[New-bugs-announce] [issue39471] Meaning and clarification of PyBuffer_Release()
Sebastian Berg
report at bugs.python.org
Mon Jan 27 17:14:19 EST 2020
New submission from Sebastian Berg <sebastian at sipsolutions.net>:
The current documentation of ``PyBuffer_Release()`` and the PEP is a bit fuzzy about what the function can and cannot do.
When an object exposes the buffer interface, I believe it should always return a `view` (in NumPy speak) of its own data, i.e. the data exposed by the object is also owned by it directly.
On the other hand the buffer view _itself_ has fields such as `strides`, etc. which may need allocating.
In other words, I think `PyBuffer_Release()` should be documented to deallocate/invalidate the `Py_buffer`. But, it *must not* invalidate the actual memory it points to.

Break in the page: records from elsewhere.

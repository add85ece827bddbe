//! Stateless trigonometric pseudo-noise.

use super::Noise;

/// `(|sin(x+y+z)| + |sin(x−y+z)| + |sin(x+y−z)|) mod 1`, in [0, 1).
///
/// No state, no seed, no construction cost.
#[derive(Debug, Clone, Copy, Default)]
pub struct ManhattanNoise;

impl Noise for ManhattanNoise {
    fn sample(&self, x: f64, y: f64, z: f64) -> f64 {
        ((x + y + z).sin().abs() + (x - y + z).sin().abs() + (x + y - z).sin().abs()) % 1.0
    }
}
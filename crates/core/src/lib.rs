#![deny(unsafe_code)]
//! Core of the fluid dot-grid engine.
//!
//! Six interchangeable noise generators (`noise`), the transform that
//! samples them over grid indices and time (`NoiseField`), pointer
//! repulsion (`Repel`), the grid sampler that turns a field into dots
//! (`GridSampler`), the settings snapshot (`Settings`), and the `DotGrid`
//! engine that ties them together behind the `Engine` trait. Color types,
//! `Palette`, the `Field` grid, and the `Xorshift64` PRNG support them.

pub mod color;
pub mod dot_grid;
pub mod engine;
pub mod error;
pub mod field;
pub mod force;
pub mod noise;
pub mod noise_field;
pub mod palette;
pub mod params;
pub mod prng;
pub mod sampler;
pub mod settings;

pub use color::{LinearRgb, OkLab, OkLch, Srgb};
pub use dot_grid::{DotGrid, DEFAULT_TIME_STEP};
pub use engine::Engine;
pub use error::EngineError;
pub use field::Field;
pub use force::Repel;
pub use noise::{Noise, NoiseKind, NoiseSource};
pub use noise_field::NoiseField;
pub use palette::Palette;
pub use prng::Xorshift64;
pub use sampler::{Dot, GridPoint, GridSampler};
pub use settings::{ColorMode, Settings, MAX_DIMENSIONS};
const DEFAULT_DIMENSIONS: usize = 88;
const DEFAULT_SIZE: f64 = 0.85;
const DEFAULT_SOLID_COLOR: Srgb = Srgb::WHITE;
const DEFAULT_DOT_MIN: f64 = 0.3;
const DEFAULT_DOT_MAX: f64 = 4.0;
const DEFAULT_AMPLITUDE: f64 = 20.0;
const DEFAULT_WAVES: f64 = 0.1;
const DEFAULT_FREQUENCY: f64 = 0.002;
const DEFAULT_REPEL_RADIUS: f64 = 75.0;
const DEFAULT_REPEL_STRENGTH: f64 = 15.0;
const DEFAULT_MAX_DISPLACEMENT: f64 = 40.0;

/// `#00d492`
const DEFAULT_GRADIENT_START: Srgb = Srgb {
    r: 0.0,
    g: 212.0 / 255.0,
    b: 146.0 / 255.0,
};
/// `#51a2ff`
const DEFAULT_GRADIENT_END: Srgb = Srgb {
    r: 81.0 / 255.0,
    g: 162.0 / 255.0,
    b: 1.0,
};

/// How dots are colored.
#[derive(Debug, Clone, Copy, PartialEq, Eq, Serialize, Deserialize)]
#[serde(rename_all = "camelCase")]
pub enum ColorMode {
    /// Every dot uses `solid_color`.
    Solid,
    /// Dots blend from `gradient_start` to `gradient_end` by intensity.
    Gradient,
}

impl ColorMode {
    pub fn name(self) -> &'static str {
        match self {
            ColorMode::Solid => "solid",
            ColorMode::Gradient => "gradient",
        }
    }

    /// Returns `EngineError::UnknownColorMode` if the name is not recognized.
    pub fn from_name(name: &str) -> Result<Self, EngineError> {
        match name {
            "solid" => Ok(ColorMode::Solid),
            "gradient" => Ok(ColorMode::Gradient),
            _ => Err(EngineError::UnknownColorMode(name.to_string())),
        }
    }

    pub fn list_names() -> [&'static str; 2] {
        [ColorMode::Solid.name(), ColorMode::Gradient.name()]
    }
}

If I copy all information out of the `Py_buffer` and then free it, the copy must still be valid.
I think this is the intention, but it is not spelled out clear enough, it is also the reason for the behaviour of the "#s", etc. keyword argument parsers failing due to the code:
if (pb != NULL && pb->bf_releasebuffer != NULL) {
*errmsg = "read-only bytes-like object";
return -1;
}
which in turn currently means NumPy decides to _not_ implement bf_releasebuffer at all (leading to very ugly work arounds).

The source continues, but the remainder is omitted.